Nos tempos de hoje é normal que tal como toda a gente tem uma opinião acerca do
que é a justiça também têm uma definida quanto a esta questão de se devemos obedecer ou
não à lei injusta. Na minha opinião é certo que o não acatamento de uma lei injusta pode ter
consequências mais graves do que o acatamento e devemos ter isso em conta. Por isso,
defendo que devemos acatar uma lei injusta e não usufruirmos do nosso direito de resistência
(nos termos do artigo 21º da Constituição da República Portuguesa “todos têm o direito de
resistir a qualquer ordem que ofenda os seus direitos, liberdades e garantias e de repelir pela
força qualquer agressão, quando não seja possível recorrer à autoridade pública”) numa
situação em que as consequências que decorrem do não acatamento de uma lei injusta são
mais graves que as do acatamento. Não é por ter esta visão que sou defensora de ficarmos na
nossa zona de conforto e não nos impormos quando os nossos direitos fundamentais que
tanto estudamos em Constitucional com o professor regente Paulo Otero estão a ser
ameaçados, até pelo contrário. Todos os dias devemos lutar para sermos tratados de forma
igual, para vermos os nossos direitos e dignidade humana serem respeitados e é nestes casos
que a ideia que defendo anteriormente não se aplica.
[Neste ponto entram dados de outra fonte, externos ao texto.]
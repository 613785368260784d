//! Whole-document transform
//!
//! A document declares `<unit id value>` and `<segment id d>` elements next
//! to ordinary graphics. [`transform`] removes the declarations, resolves
//! them, then rewrites every `<path d>` and a fixed table of numeric
//! attributes in place.
//!
//! The tree itself is abstracted by [`DocumentTree`] so any DOM can be
//! plugged in; [`ElementTree`] is a small in-memory implementation.

use std::fmt::Write;

use crate::context::{Context, Options};
use crate::errors::Error;
use crate::expr::evaluate_list;
use crate::path::interpret_path;
use crate::units::{Segment, UnitDefinition};

/// Numeric attributes evaluated as expression lists: element, attribute and
/// the number of values (`None` for any number).
const NUMERIC_ATTRIBUTES: &[(&str, &str, Option<usize>)] = &[
    ("svg", "viewBox", Some(4)),
    ("svg", "width", Some(1)),
    ("svg", "height", Some(1)),
    ("rect", "x", Some(1)),
    ("rect", "y", Some(1)),
    ("rect", "width", Some(1)),
    ("rect", "height", Some(1)),
    ("rect", "rx", Some(1)),
    ("rect", "ry", Some(1)),
    ("circle", "r", Some(1)),
    ("circle", "cx", Some(1)),
    ("circle", "cy", Some(1)),
    ("ellipse", "rx", Some(1)),
    ("ellipse", "ry", Some(1)),
    ("ellipse", "cx", Some(1)),
    ("ellipse", "cy", Some(1)),
    ("line", "x1", Some(1)),
    ("line", "y1", Some(1)),
    ("line", "x2", Some(1)),
    ("line", "y2", Some(1)),
    ("image", "x", Some(1)),
    ("image", "y", Some(1)),
    ("image", "width", Some(1)),
    ("image", "height", Some(1)),
    ("pattern", "width", Some(1)),
    ("pattern", "height", Some(1)),
    ("polygon", "points", None),
    ("polyline", "points", None),
    ("textPath", "startOffset", Some(1)),
    ("path", "stroke-width", Some(1)),
    ("marker", "markerWidth", Some(1)),
    ("marker", "markerHeight", Some(1)),
    ("marker", "refX", Some(1)),
    ("marker", "refY", Some(1)),
];

/// The document operations the transform needs
pub trait DocumentTree {
    type Node: Copy;

    /// Elements with this tag, in document order
    fn elements_by_tag(&self, tag: &str) -> Vec<Self::Node>;

    fn attribute(&self, node: Self::Node, name: &str) -> Option<String>;

    fn set_attribute(&mut self, node: Self::Node, name: &str, value: String);

    /// Detach the element and its children from the document
    fn remove(&mut self, node: Self::Node);
}

fn required<T: DocumentTree>(
    tree: &T,
    node: T::Node,
    element: &'static str,
    attribute: &'static str,
) -> Result<String, Error> {
    tree.attribute(node, attribute)
        .ok_or(Error::MissingAttribute { element, attribute })
}

/// Expand all path syntax extensions of a document in place and return the
/// context that was used.
///
/// Stops at the first error; the tree may then be partially rewritten and
/// should be discarded.
pub fn transform<T: DocumentTree>(tree: &mut T, options: Options) -> Result<Context, Error> {
    let mut units = Vec::new();
    for node in tree.elements_by_tag("unit") {
        let id = required(tree, node, "unit", "id")?;
        let value = required(tree, node, "unit", "value")?;
        units.push(UnitDefinition::new(id, value));
        tree.remove(node);
    }

    let mut segments = Vec::new();
    for node in tree.elements_by_tag("segment") {
        let id = required(tree, node, "segment", "id")?;
        let pattern = required(tree, node, "segment", "d")?;
        segments.push(Segment::new(id, pattern));
        tree.remove(node);
    }

    crate::log::debug!(units = units.len(), segments = segments.len(), "collected definitions");
    let context = Context::build(units, segments, options)?;
    let precision = context.options().output_precision();

    for (index, node) in tree.elements_by_tag("path").into_iter().enumerate() {
        let Some(data) = tree.attribute(node, "d") else {
            crate::log::warn!(index, "path without d attribute");
            continue;
        };
        let state = interpret_path(&format!("path[{index}] d"), &data, &context)?;
        tree.set_attribute(node, "d", state.render(precision));
    }

    for &(tag, attribute, limit) in NUMERIC_ATTRIBUTES {
        for node in tree.elements_by_tag(tag) {
            if let Some(text) = tree.attribute(node, attribute) {
                let value = evaluate_list(&format!("{tag} {attribute}"), &text, &context, limit)?;
                tree.set_attribute(node, attribute, value);
            }
        }
    }

    Ok(context)
}

/// Handle to an element of an [`ElementTree`]
#[derive(Debug, Clone, Copy, PartialEq, Eq, Hash)]
pub struct ElementId(usize);

#[derive(Debug, Clone)]
struct Element {
    tag: String,
    attributes: Vec<(String, String)>,
    children: Vec<ElementId>,
    parent: Option<ElementId>,
}

/// Arena-backed element tree without text content
#[derive(Debug, Clone)]
pub struct ElementTree {
    elements: Vec<Element>,
}

impl ElementTree {
    pub fn new(root: &str) -> Self {
        Self {
            elements: vec![Element {
                tag: root.to_string(),
                attributes: Vec::new(),
                children: Vec::new(),
                parent: None,
            }],
        }
    }

    pub fn root(&self) -> ElementId {
        ElementId(0)
    }

    /// Add an element as the last child of `parent`.
    pub fn append(
        &mut self,
        parent: ElementId,
        tag: &str,
        attributes: &[(&str, &str)],
    ) -> ElementId {
        let id = ElementId(self.elements.len());
        self.elements.push(Element {
            tag: tag.to_string(),
            attributes: attributes
                .iter()
                .map(|(name, value)| (name.to_string(), value.to_string()))
                .collect(),
            children: Vec::new(),
            parent: Some(parent),
        });
        if let Some(parent) = self.elements.get_mut(parent.0) {
            parent.children.push(id);
        }
        id
    }

    pub fn tag(&self, id: ElementId) -> Option<&str> {
        self.elements.get(id.0).map(|element| element.tag.as_str())
    }

    pub fn children(&self, id: ElementId) -> &[ElementId] {
        self.elements.get(id.0).map_or(&[], |element| element.children.as_slice())
    }

    /// Serialize the elements reachable from the root. Childless elements
    /// are self-closing; attributes keep their insertion order.
    pub fn to_markup(&self) -> String {
        let mut out = String::new();
        self.write_element(self.root(), &mut out);
        out
    }

    fn write_element(&self, id: ElementId, out: &mut String) {
        let Some(element) = self.elements.get(id.0) else {
            return;
        };
        out.push('<');
        out.push_str(&element.tag);
        for (name, value) in &element.attributes {
            let _ = write!(out, " {name}=\"{}\"", escape_attribute(value));
        }
        if element.children.is_empty() {
            out.push_str("/>");
            return;
        }
        out.push('>');
        for &child in &element.children {
            self.write_element(child, out);
        }
        let _ = write!(out, "</{}>", element.tag);
    }

    fn walk(&self, id: ElementId, visit: &mut impl FnMut(ElementId, &Element)) {
        if let Some(element) = self.elements.get(id.0) {
            visit(id, element);
            for &child in &element.children {
                self.walk(child, visit);
            }
        }
    }
}

fn escape_attribute(value: &str) -> String {
    let mut escaped = String::with_capacity(value.len());
    for c in value.chars() {
        match c {
            '&' => escaped.push_str("&amp;"),
            '<' => escaped.push_str("&lt;"),
            '>' => escaped.push_str("&gt;"),
            '"' => escaped.push_str("&quot;"),
            _ => escaped.push(c),
        }
    }
    escaped
}

impl DocumentTree for ElementTree {
    type Node = ElementId;

    fn elements_by_tag(&self, tag: &str) -> Vec<ElementId> {
        let mut found = Vec::new();
        self.walk(self.root(), &mut |id, element| {
            if element.tag == tag {
                found.push(id);
            }
        });
        found
    }

    fn attribute(&self, node: ElementId, name: &str) -> Option<String> {
        let element = self.elements.get(node.0)?;
        element
            .attributes
            .iter()
            .find(|(key, _)| key == name)
            .map(|(_, value)| value.clone())
    }

    fn set_attribute(&mut self, node: ElementId, name: &str, value: String) {
        let Some(element) = self.elements.get_mut(node.0) else {
            return;
        };
        match element.attributes.iter_mut().find(|(key, _)| key == name) {
            Some((_, slot)) => *slot = value,
            None => element.attributes.push((name.to_string(), value)),
        }
    }

    fn remove(&mut self, node: ElementId) {
        let Some(parent) = self.elements.get(node.0).and_then(|element| element.parent) else {
            return;
        };
        if let Some(parent) = self.elements.get_mut(parent.0) {
            parent.children.retain(|&child| child != node);
        }
        if let Some(element) = self.elements.get_mut(node.0) {
            element.parent = None;
        }
    }
}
Em 2011 o secretário-geral da Associação Sindical dos Juízes Portugueses (ASJP) lançou


o apelo para que os tribunais se "assumam como entidades políticas", com juízes corajosos
dispostos a recusar a aplicação de leis contrárias aos princípios constitucionais, sempre que
esteja em causa os valores da justiça e do direito, na defesa dos mais desprotegidos,
sobretudo nesta altura de emergência social. Exemplo de uma situação em que devem fazer
isso: "Imaginemos uma ação de despejo por falta de pagamento de rendas em que os réus se
defendem dizendo e provando que o incumprimento ficou a dever-se à repentina situação de
desemprego por encerramento da fábrica onde trabalham desde sempre e que as escassas
economias do casal foram gastas no sustento dos filhos."

Por fim posso dar um exemplo de uma lei que é injusta na minha perspetiva: a lei do
aborto na Irlanda do Norte. Esta lei proíbe o aborto quando a gravidez é fruto de uma violação
ou de incesto e quando o feto apresenta anomalias graves. Considero desumano colocar as
mulheres nesta posição. Ser fruto de uma violação e incesto já é humilhação suficiente e acaba
por destruir a autoestima de qualquer mulher que terá de carregar consigo esse
acontecimento durante toda a sua vida. O caso de o feto apresentar anomalias graves não é
humilhação, mas traz uma dor inexplicável e é uma situação com que nenhuma mulher se
devia deparar porque não está só em causa ela, mas o seu filho que poderá sofrer no mundo
em que vivemos nos dias de hoje graças à sua condição. É do conhecimento de todos que
existe muito maldade nas crianças, por vezes um pouco involuntária, mas existe e neste caso
como seria a vida de uma criança que passaria a ser gozada por crianças da sua idade ou até
mais velhas? É por isto que a mãe sozinha ou em conjunto com o pai devem ter o direito de
medir as vantagens e desvantagens da situação e de decidir qual será o melhor caminho tanto
para estes como para o seu filho.

Já em Portugal isto não se verifica desde a lei 6/84 que veio permitir a realização da
interrupção voluntária da gravidez nos casos de perigo de vida para a mulher, perigo de lesão
grave e duradoura para a saúde física e psíquica da mulher, quando existe malformação fetal
ou quando a gravidez resultou duma violação.